Y aún más en las injurias cometidas contra el panteón de los monjas de la Orden de las Carmelitas Descalzas de Clausura, a quienes en el año 2003 les secuestraron los restos de 26 osarios que quedaron vacíos, a sabiendas de que nada terrenal, sólo sus rezos, llevaron en el definitivo viaje al más allá.

¡Ni aunque estuviéramos en la década del 80 eso tendría sentido! Pues si bien en esa época ni las vacas podían mugir, los perros ladrar, los gatos ni siquiera emitir el más leve maullido y los caballos entonar sus relinchos so pena de ser encazuelados hasta el último hervor de su existencia, tampoco sería de humanos apelar a los huesos si así fueran de un chino, famosos por su eficacia en las brujerías de sanación y ensalmos contra el mal de ojo, del cuerpo, y sobre todo del alma.

¿Qué buscan esos profanadores dentro de las tumbas si ya no existe ni una muela de oro, un diente de plata, un arete, una copa, un estilete u otras cosas que se puedan vender luego de bajada la fiebre del oro que inspiraron aquellas casas de cambiar todo lo que brillaba por chavitos, bautizados por el real parentesco en sus acciones con el nombre de Hernán Cortés?

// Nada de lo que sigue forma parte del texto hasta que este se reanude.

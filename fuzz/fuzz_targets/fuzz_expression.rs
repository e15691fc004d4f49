#![no_main]

use libfuzzer_sys::fuzz_target;

fuzz_target!(|data: &[u8]| {
    if let Ok(text) = std::str::from_utf8(data) {
        // Darf nie paniken; endliches Ergebnis oder Fehler
        if let Ok(value) = cad_construct::shared::evaluate(text) {
            assert!(value.is_finite());
        }
    }
});
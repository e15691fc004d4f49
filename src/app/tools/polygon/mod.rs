//! Regelmäßiges Polygon aus Zentrum und einer Ecke.

use std::f64::consts::TAU;

use super::common::{parse_value, split_command};
use super::{ConstructionTool, PointerInput, ToolAction, ToolContext, ToolKind};
use crate::core::{Vector, TOLERANCE2};
use crate::document::Document;
use crate::geometry::{EntityData, LineData};
use crate::shared::{ToolPreview, ToolSettings};

/// Kleinste sinnvolle Eckenzahl
pub const MIN_CORNERS: usize = 3;

#[derive(Debug, Clone, Copy, PartialEq, Eq)]
pub enum PolygonStatus {
    SetCenter,
    SetCorner,
    /// Eckenzahl per Befehlszeile; merkt die Phase, in die zurückgekehrt wird
    SetNumber(ReturnTo),
}

#[derive(Debug, Clone, Copy, PartialEq, Eq)]
pub enum ReturnTo {
    Center,
    Corner,
}

pub struct PolygonTool {
    pub(crate) status: PolygonStatus,
    pub(crate) corners: usize,
    center: Vector,
    cursor: Vector,
}

impl PolygonTool {
    pub fn new() -> Self {
        Self::from_settings(&ToolSettings::default())
    }

    pub fn from_settings(settings: &ToolSettings) -> Self {
        Self {
            status: PolygonStatus::SetCenter,
            corners: settings.polygon_corners.max(MIN_CORNERS),
            center: Vector::invalid(),
            cursor: Vector::invalid(),
        }
    }

    /// Kanten des Polygons mit Zentrum `center` und erster Ecke `corner`.
    pub fn edges(center: Vector, corner: Vector, corners: usize) -> Vec<EntityData> {
        if !center.valid || !corner.valid || center.squared_to(corner) < TOLERANCE2 || corners < MIN_CORNERS {
            return Vec::new();
        }
        let step = TAU / corners as f64;
        let points: Vec<Vector> = (0..corners).map(|i| corner.rotate(center, step * i as f64)).collect();
        points
            .iter()
            .zip(points.iter().cycle().skip(1))
            .map(|(a, b)| LineData::new(*a, *b).into())
            .collect()
    }

    fn set_number(&mut self, text: &str, ctx: &mut ToolContext<'_>) -> bool {
        let Some(value) = parse_value(ctx, text) else {
            return false;
        };
        let n = value.round();
        if n < MIN_CORNERS as f64 || n > 10_000.0 {
            ctx.message(format!("Number of corners must be at least {}", MIN_CORNERS));
            return false;
        }
        self.corners = n as usize;
        true
    }

    fn leave_number(&mut self, back: ReturnTo) {
        self.status = match back {
            ReturnTo::Center => PolygonStatus::SetCenter,
            ReturnTo::Corner => PolygonStatus::SetCorner,
        };
    }
}

impl Default for PolygonTool {
    fn default() -> Self {
        Self::new()
    }
}

impl ConstructionTool for PolygonTool {
    fn kind(&self) -> ToolKind {
        ToolKind::Polygon
    }

    fn status_text(&self) -> &str {
        match self.status {
            PolygonStatus::SetCenter => "Zentrum wählen",
            PolygonStatus::SetCorner => "Ecke wählen",
            PolygonStatus::SetNumber(_) => "Anzahl der Ecken eingeben",
        }
    }

    fn is_initial(&self) -> bool {
        self.status == PolygonStatus::SetCenter
    }

    fn on_mouse_move(&mut self, pointer: PointerInput, _ctx: &mut ToolContext<'_>) -> ToolAction {
        self.cursor = pointer.snapped;
        ToolAction::UpdatePreview
    }

    fn on_coordinate(&mut self, pointer: PointerInput, ctx: &mut ToolContext<'_>) -> ToolAction {
        let point = pointer.snapped;
        if !point.valid {
            return ToolAction::Ignored;
        }
        match self.status {
            PolygonStatus::SetCenter => {
                self.center = point;
                ctx.move_relative_zero(point);
                self.status = PolygonStatus::SetCorner;
                ToolAction::Continue
            }
            PolygonStatus::SetCorner => {
                let edges = Self::edges(self.center, point, self.corners);
                if edges.is_empty() {
                    log::debug!("Polygon: Ecke fällt mit dem Zentrum zusammen");
                    return ToolAction::Ignored;
                }
                ctx.commit(edges, &[]);
                self.status = PolygonStatus::SetCenter;
                self.center = Vector::invalid();
                ToolAction::Committed
            }
            PolygonStatus::SetNumber(_) => ToolAction::Ignored,
        }
    }

    fn on_command(&mut self, command: &str, ctx: &mut ToolContext<'_>) -> ToolAction {
        if let PolygonStatus::SetNumber(back) = self.status {
            if self.set_number(command, ctx) {
                self.leave_number(back);
                return ToolAction::UpdatePreview;
            }
            return ToolAction::Ignored;
        }
        let (keyword, rest) = split_command(command);
        if keyword != "number" && keyword != "n" {
            return ToolAction::Ignored;
        }
        if !rest.is_empty() {
            return if self.set_number(rest, ctx) {
                ToolAction::UpdatePreview
            } else {
                ToolAction::Ignored
            };
        }
        let back = match self.status {
            PolygonStatus::SetCorner => ReturnTo::Corner,
            _ => ReturnTo::Center,
        };
        self.status = PolygonStatus::SetNumber(back);
        ToolAction::Continue
    }

    fn on_back(&mut self, _ctx: &mut ToolContext<'_>) -> ToolAction {
        match self.status {
            PolygonStatus::SetCenter => ToolAction::Finished,
            PolygonStatus::SetCorner => {
                self.status = PolygonStatus::SetCenter;
                self.center = Vector::invalid();
                ToolAction::Continue
            }
            PolygonStatus::SetNumber(back) => {
                self.leave_number(back);
                ToolAction::Continue
            }
        }
    }

    fn preview(&self) -> ToolPreview {
        match self.status {
            PolygonStatus::SetCorner => ToolPreview {
                entities: Self::edges(self.center, self.cursor, self.corners),
                reference_points: Vec::new(),
            }
            .with_reference(self.center),
            _ => ToolPreview::default(),
        }
    }

    fn reset(&mut self, _doc: &mut dyn Document) {
        self.status = PolygonStatus::SetCenter;
        self.center = Vector::invalid();
        self.cursor = Vector::invalid();
    }

    fn store_settings(&self, settings: &mut ToolSettings) {
        settings.polygon_corners = self.corners;
    }
}
//! Handler für Undo/Redo ganzer Undo-Zyklen der Zeichnung.

use super::tool::refresh_preview;
use crate::app::AppState;

/// Macht den letzten Undo-Zyklus rückgängig, falls vorhanden.
pub fn undo(state: &mut AppState) {
    if state.drawing.undo() {
        log::info!("Undo ausgeführt");
    } else {
        log::debug!("Undo: nichts zu tun");
    }
    refresh_preview(state);
}

/// Stellt den zuletzt rückgängig gemachten Zyklus wieder her.
pub fn redo(state: &mut AppState) {
    if state.drawing.redo() {
        log::info!("Redo ausgeführt");
    } else {
        log::debug!("Redo: nichts zu tun");
    }
    refresh_preview(state);
}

¿No será por el afán de coleccionismo, la búsqueda de inspiración poética, el desafío a lo desconocido, la intrépida misión de retar a la muerte y hasta quién sabe si sólo es a causa de invertir el tiempo libre en una recreación sana y sin peligro de sufrir un disparo, una detención o siquiera un llamado de alerta por algo sin real importancia en medio de una batalla de ideas?

Existen prioridades, señor canalla, y si hoy sólo contamos con seis custodios de los 21 que debían velar por la paz de los sepulcros, es que del lado de acá de las verjas que circundan el cementerio Colón los vivos están que arden de indisciplinas sociales, que van desde la corrupción a todos los niveles hasta el desvío ideológico y de recursos, el arrebato de histeria y de cadenas, el robo de cerebros, talentos, embarcaciones y cochinos, y tantas cosas más que el infierno sería una discotemba comparado con el aquelarre insular que estamos viviendo.

Así que no se me desalmidone, no sufra y mucho menos intente resucitar ahora, porque se arrepentirá.

Será mejor que aguarde con paciencia, pues se tomarán medidas cuando las autoridades terminen de leer las once mil quejas enviadas a sus oficinas en los últimos 15 años.

Pero recuerde que hay un solo lector que ve, escucha y puede corregir. Los demás son fichas de un dominó donde no existen dobles y sólo son utilizados para trancar el juego, dar agua o cuando más un pase.

Déjese de calumnias, amigo mío, descanse en paz y jamás repita el verso del poeta donde expresó afligido: "Dios mío, qué solos se quedan los muertos", porque aquí, en Cuba, están más que acompañados.